[Description of the task] The lines wanted are those in the data below that include "IconSpec".

Saved entries
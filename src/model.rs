use serde::Serialize;
use std::path::{Path, PathBuf};
use std::sync::Arc;

/// Shared handle to an indexed application. Cloning is cheap; records never change after publication.
pub type AppHandle = Arc<Application>;

#[derive(Debug, Clone, PartialEq, Eq, Serialize)]
#[serde(tag = "kind", content = "value", rename_all = "snake_case")]
pub enum IconSpec {
    /// Absolute image file
    Path(PathBuf),
    /// Name looked up in the icon theme
    Theme(String),
}

impl IconSpec {
    pub fn parse(value: &str) -> Option<Self> {
        let value = value.trim();
        if value.is_empty() {
            return None;
        }
        let path = Path::new(value);
        if path.is_absolute() {
            Some(IconSpec::Path(path.to_path_buf()))
        } else {
            Some(IconSpec::Theme(value.to_string()))
        }
    }

    pub fn to_arg(&self) -> String {
        match self {
            IconSpec::Path(p) => p.to_string_lossy().into_owned(),
            IconSpec::Theme(name) => name.clone(),
        }
    }
}

/// A `[Desktop Action <id>]` group of an entry.
#[derive(Debug, Clone, PartialEq, Eq, Serialize)]
pub struct DesktopAction {
    pub id: String,
    pub name: String,
    pub exec: Vec<String>,
}

#[derive(Debug, Clone, Serialize)]
pub struct Application {
    pub id: String,                     // Desktop id or bundle identifier
    pub source_path: PathBuf,           // .desktop file or .app bundle
    pub names: Vec<String>,             // Localized name first, never empty
    pub description: String,
    pub icon: Option<IconSpec>,
    pub exec: Vec<String>,              // Argv template, may hold field codes. Empty for bundles.
    pub working_dir: Option<PathBuf>,
    pub needs_terminal: bool,
    pub is_terminal_emulator: bool,
    pub actions: Vec<DesktopAction>,
}

impl Application {
    pub fn new(id: String, source_path: PathBuf, name: String) -> Self {
        Self {
            id,
            source_path,
            names: vec![name],
            description: String::new(),
            icon: None,
            exec: Vec::new(),
            working_dir: None,
            needs_terminal: false,
            is_terminal_emulator: false,
            actions: Vec::new(),
        }
    }

    /// Display name: the localized name.
    pub fn name(&self) -> &str {
        self.names.first().map(String::as_str).unwrap_or(&self.id)
    }

    /// Appends a search name unless it is empty or already present.
    pub fn push_name(&mut self, name: impl Into<String>) {
        let name = name.into();
        if !name.is_empty() && !self.names.contains(&name) {
            self.names.push(name);
        }
    }

    pub fn action(&self, id: &str) -> Option<&DesktopAction> {
        self.actions.iter().find(|a| a.id == id)
    }
}

/// Configuration snapshot that governs one index run.
#[derive(Debug, Clone, Copy, PartialEq, Eq, Default)]
pub struct ParseOptions {
    pub ignore_show_in_keys: bool,
    pub use_exec: bool,
    pub use_generic_name: bool,
    pub use_keywords: bool,
    pub use_non_localized_name: bool,
}

/// Something the host can trigger on a record.
#[derive(Debug, Clone, PartialEq, Eq)]
pub struct ActionItem {
    pub id: String,
    pub label: String,
}

pub const ACTION_LAUNCH: &str = "launch";
pub const ACTION_REVEAL: &str = "reveal-entry";
pub const ACTION_PREFIX: &str = "action-";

[Written response]
pub enum IconSpec {
impl IconSpec {
            Some(IconSpec::Path(path.to_path_buf()))
            Some(IconSpec::Theme(value.to_string()))
            IconSpec::Path(p) => p.to_string_lossy().into_owned(),
            IconSpec::Theme(name) => name.clone(),
    pub icon: Option<IconSpec>,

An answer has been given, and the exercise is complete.